Si tratta di una lettura particolarmente significativa per quest'epoca nella quale l'individuo è esaltato ad ogni livello come attore di uno spettacolo infinito mentre marciano di pari passo l'omologazione di massa e l'egoismo spinto, l'adattamento supino ai più beceri risultati dell'ideologia borghese e la credenza nell'originalità creativa della "persona" in quanto forza motrice della storia.
La teoria del battilocchio, che alcuni credono sia stata elaborata in modo del tutto originale dalla Sinistra Comunista "italiana", è uno dei pretesti usati dagli avversari di questa corrente per dimostrare che essa era estranea al marxismo, in quanto Marx non avrebbe mai affrontato la questione della personalità da un simile punto di vista. Ma è una mistificazione bella e buona, dato che: primo, non si tratta di una teoria e, secondo, nell'affrontare il problema della funzione individuale come fattore di storia, di originale non c'è neppure il termine scherzoso battilocchio. Esso fu reso celebre dalla canzone di Totò Piccerella piccerè (la cantava Nino Taranto).
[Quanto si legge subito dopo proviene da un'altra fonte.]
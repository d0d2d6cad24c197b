//! Schema — declarative field rules and validation for entity records.
//!
//! Each entity declares a [`Schema`]: field name → [`FieldRule`]. The
//! [`validate`] function checks a payload against the schema in either
//! [`ValidationMode::Create`] (required fields enforced) or
//! [`ValidationMode::Update`] (partial payloads allowed) and returns a list
//! of structured [`Violation`]s. It is a pure function: no side effects,
//! never panics, an empty list means the payload is valid.
//!
//! Unknown-field policy is strict: payload fields not declared in the schema
//! are rejected with [`ViolationCode::UnknownField`].

mod validate;

use std::collections::BTreeMap;
use std::fmt;

use serde::{Deserialize, Serialize};
use serde_json::Value;

pub use validate::validate;

/// Declared type of a schema field.
#[derive(Debug, Clone, Copy, PartialEq, Eq, Serialize, Deserialize)]
#[serde(rename_all = "lowercase")]
pub enum FieldType {
    String,
    Number,
    Boolean,
    Array,
    Object,
    /// ISO-8601 timestamp carried as a string. `date` accepted as an alias.
    #[serde(alias = "date")]
    Timestamp,
}

impl fmt::Display for FieldType {
    fn fmt(&self, f: &mut fmt::Formatter<'_>) -> fmt::Result {
        let name = match self {
            FieldType::String => "string",
            FieldType::Number => "number",
            FieldType::Boolean => "boolean",
            FieldType::Array => "array",
            FieldType::Object => "object",
            FieldType::Timestamp => "timestamp",
        };
        write!(f, "{}", name)
    }
}

/// String format constraints.
#[derive(Debug, Clone, Copy, PartialEq, Eq, Serialize, Deserialize)]
#[serde(rename_all = "lowercase")]
pub enum Format {
    Email,
}

/// Constraints for one schema field.
#[derive(Debug, Clone, Default, PartialEq, Serialize, Deserialize)]
#[serde(deny_unknown_fields)]
pub struct FieldRule {
    #[serde(rename = "type")]
    pub field_type: Option<FieldType>,
    #[serde(default, skip_serializing_if = "std::ops::Not::not")]
    pub required: bool,
    /// Minimum string length or numeric value, depending on `type`.
    #[serde(default, skip_serializing_if = "Option::is_none")]
    pub min: Option<f64>,
    /// Maximum string length or numeric value, depending on `type`.
    #[serde(default, skip_serializing_if = "Option::is_none")]
    pub max: Option<f64>,
    #[serde(default, skip_serializing_if = "Option::is_none")]
    pub format: Option<Format>,
    /// Allowed value set.
    #[serde(
        rename = "enum",
        default,
        skip_serializing_if = "Option::is_none"
    )]
    pub allowed: Option<Vec<Value>>,
    #[serde(
        rename = "minItems",
        alias = "min_items",
        default,
        skip_serializing_if = "Option::is_none"
    )]
    pub min_items: Option<usize>,
    #[serde(default, skip_serializing_if = "Option::is_none")]
    pub default: Option<Value>,
    /// One-way hash this field before storage (credentials).
    #[serde(default, skip_serializing_if = "std::ops::Not::not")]
    pub hash: bool,
}

/// Field name → rule, for one entity. On the wire this is the
/// `{ "fields": { ... } }` object of an entity configuration.
#[derive(Debug, Clone, Default, PartialEq, Serialize, Deserialize)]
pub struct Schema {
    pub fields: BTreeMap<String, FieldRule>,
}

impl Schema {
    pub fn new() -> Self {
        Schema::default()
    }

    /// Builder-style field registration.
    pub fn field(mut self, name: impl Into<String>, rule: FieldRule) -> Self {
        self.fields.insert(name.into(), rule);
        self
    }

    pub fn rule(&self, name: &str) -> Option<&FieldRule> {
        self.fields.get(name)
    }

    /// Names of fields marked `hash: true`.
    pub fn hashed_fields(&self) -> impl Iterator<Item = &str> {
        self.fields
            .iter()
            .filter(|(_, rule)| rule.hash)
            .map(|(name, _)| name.as_str())
    }
}

/// Validation mode: create enforces required fields, update allows partial
/// payloads.
#[derive(Debug, Clone, Copy, PartialEq, Eq, Serialize, Deserialize)]
#[serde(rename_all = "lowercase")]
pub enum ValidationMode {
    Create,
    Update,
}

/// Machine-readable violation codes.
#[derive(Debug, Clone, Copy, PartialEq, Eq, Serialize, Deserialize)]
#[serde(rename_all = "SCREAMING_SNAKE_CASE")]
pub enum ViolationCode {
    Required,
    TypeMismatch,
    MinLength,
    MaxLength,
    MinValue,
    MaxValue,
    InvalidFormat,
    InvalidValue,
    MinItems,
    UnknownField,
}

/// One schema violation: which field broke which rule.
#[derive(Debug, Clone, PartialEq, Serialize, Deserialize)]
pub struct Violation {
    pub field: String,
    pub code: ViolationCode,
    pub message: String,
}

impl Violation {
    pub fn new(field: impl Into<String>, code: ViolationCode, message: impl Into<String>) -> Self {
        Violation {
            field: field.into(),
            code,
            message: message.into(),
        }
    }
}

impl fmt::Display for Violation {
    fn fmt(&self, f: &mut fmt::Formatter<'_>) -> fmt::Result {
        write!(f, "{}: {}", self.field, self.message)
    }
}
Comunque l'argomento era già stato trattato da Plechanov (La funzione della personalità nella storia, 1898), e lo fu da tutti i seguaci di quelle teorie storico-materialistiche che furono alla base delle ricerche di Marx, esattamente negli stessi termini della Sinistra. Nella nostra raccolta di testi c'è in più solo l'approfondimento rispetto a svariati campi della conoscenza umana e il riferimento agli errori che a tale proposito persistono, anche dopo ciò che fu scritto e riscritto dai "classici". Oltre tutto è assai curioso attribuire una speciale teoria del battilocchio proprio a Bordiga che, è risaputo, insistette per tutta la vita nel combattere la credenza secondo cui le teorie scaturiscano dai cervelli singoli. Egli fu addirittura feroce, come si evince dal carteggio, contro la concezione metafisica secondo la quale vi sarebbero personaggi in grado di piegare la storia alla loro volontà, sia in quanto geni superdotati di materia grigia o carisma, sia in quanto agenti malefici. E fu feroce soprattutto con i compagni di partito che, stimandone l'enorme capacità di lavoro e di elaborazione, lo trattavano a volte da "grande capo", cioè proprio da battilocchio.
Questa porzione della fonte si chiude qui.